*TASK DETAILS*. For the entries that follow, say how many lines hold the string "carries", with nothing else in the reply.

***** DATA PROVIDED *****

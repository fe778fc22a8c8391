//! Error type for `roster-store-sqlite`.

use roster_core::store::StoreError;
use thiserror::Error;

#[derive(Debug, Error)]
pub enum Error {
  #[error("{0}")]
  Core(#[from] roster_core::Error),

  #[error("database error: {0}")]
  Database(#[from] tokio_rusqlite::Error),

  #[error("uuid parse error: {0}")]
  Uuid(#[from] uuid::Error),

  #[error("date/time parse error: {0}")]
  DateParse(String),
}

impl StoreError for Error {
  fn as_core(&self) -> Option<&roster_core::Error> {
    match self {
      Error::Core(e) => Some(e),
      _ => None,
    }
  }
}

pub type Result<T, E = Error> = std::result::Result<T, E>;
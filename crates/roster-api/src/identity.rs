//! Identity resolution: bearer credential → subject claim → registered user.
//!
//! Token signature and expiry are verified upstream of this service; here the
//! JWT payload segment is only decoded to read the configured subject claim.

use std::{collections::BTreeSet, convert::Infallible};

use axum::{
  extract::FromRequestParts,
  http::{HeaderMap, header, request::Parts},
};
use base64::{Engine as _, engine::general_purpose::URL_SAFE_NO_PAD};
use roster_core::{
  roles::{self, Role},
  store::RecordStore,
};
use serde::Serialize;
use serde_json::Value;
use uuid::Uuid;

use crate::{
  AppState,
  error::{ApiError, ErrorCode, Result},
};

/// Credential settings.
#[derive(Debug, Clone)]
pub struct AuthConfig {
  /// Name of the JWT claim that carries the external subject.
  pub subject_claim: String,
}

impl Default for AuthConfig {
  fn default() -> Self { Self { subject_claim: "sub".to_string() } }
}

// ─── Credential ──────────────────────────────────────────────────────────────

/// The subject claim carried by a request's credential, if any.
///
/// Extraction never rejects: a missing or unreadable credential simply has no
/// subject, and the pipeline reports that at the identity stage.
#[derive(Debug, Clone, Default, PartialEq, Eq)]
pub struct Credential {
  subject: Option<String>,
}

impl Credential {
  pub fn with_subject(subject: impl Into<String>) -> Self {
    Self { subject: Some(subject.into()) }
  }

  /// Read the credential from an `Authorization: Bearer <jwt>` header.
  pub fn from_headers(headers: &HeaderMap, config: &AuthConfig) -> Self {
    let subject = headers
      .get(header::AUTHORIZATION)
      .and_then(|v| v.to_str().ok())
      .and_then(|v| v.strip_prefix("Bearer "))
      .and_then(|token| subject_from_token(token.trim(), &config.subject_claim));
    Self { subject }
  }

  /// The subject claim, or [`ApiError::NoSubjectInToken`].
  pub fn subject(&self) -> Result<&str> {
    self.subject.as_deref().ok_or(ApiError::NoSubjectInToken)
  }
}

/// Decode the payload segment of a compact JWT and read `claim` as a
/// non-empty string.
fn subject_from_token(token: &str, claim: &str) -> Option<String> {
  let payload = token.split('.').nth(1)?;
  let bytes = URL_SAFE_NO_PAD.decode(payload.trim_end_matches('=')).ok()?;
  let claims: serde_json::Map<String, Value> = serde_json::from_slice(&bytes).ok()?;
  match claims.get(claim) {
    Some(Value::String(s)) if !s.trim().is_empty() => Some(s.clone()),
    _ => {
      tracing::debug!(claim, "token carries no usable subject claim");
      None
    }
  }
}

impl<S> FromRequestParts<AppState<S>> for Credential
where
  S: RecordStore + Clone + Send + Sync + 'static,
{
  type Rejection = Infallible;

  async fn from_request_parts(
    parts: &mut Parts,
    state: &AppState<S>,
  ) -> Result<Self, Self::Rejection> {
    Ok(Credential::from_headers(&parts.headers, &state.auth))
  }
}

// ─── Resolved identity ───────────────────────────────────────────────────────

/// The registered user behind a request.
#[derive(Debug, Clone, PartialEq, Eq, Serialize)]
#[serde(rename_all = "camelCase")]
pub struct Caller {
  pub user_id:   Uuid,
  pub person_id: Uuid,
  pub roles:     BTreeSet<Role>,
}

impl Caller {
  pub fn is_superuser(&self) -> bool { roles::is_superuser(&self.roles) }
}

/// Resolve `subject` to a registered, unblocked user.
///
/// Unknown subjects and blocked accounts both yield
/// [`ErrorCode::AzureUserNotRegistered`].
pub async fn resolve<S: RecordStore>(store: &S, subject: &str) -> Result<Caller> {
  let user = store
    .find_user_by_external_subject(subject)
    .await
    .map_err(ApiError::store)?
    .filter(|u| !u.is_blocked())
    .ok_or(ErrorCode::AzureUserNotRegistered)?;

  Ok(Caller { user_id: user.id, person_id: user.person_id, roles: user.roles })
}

*****

*WRITTEN RESPONSE*. 2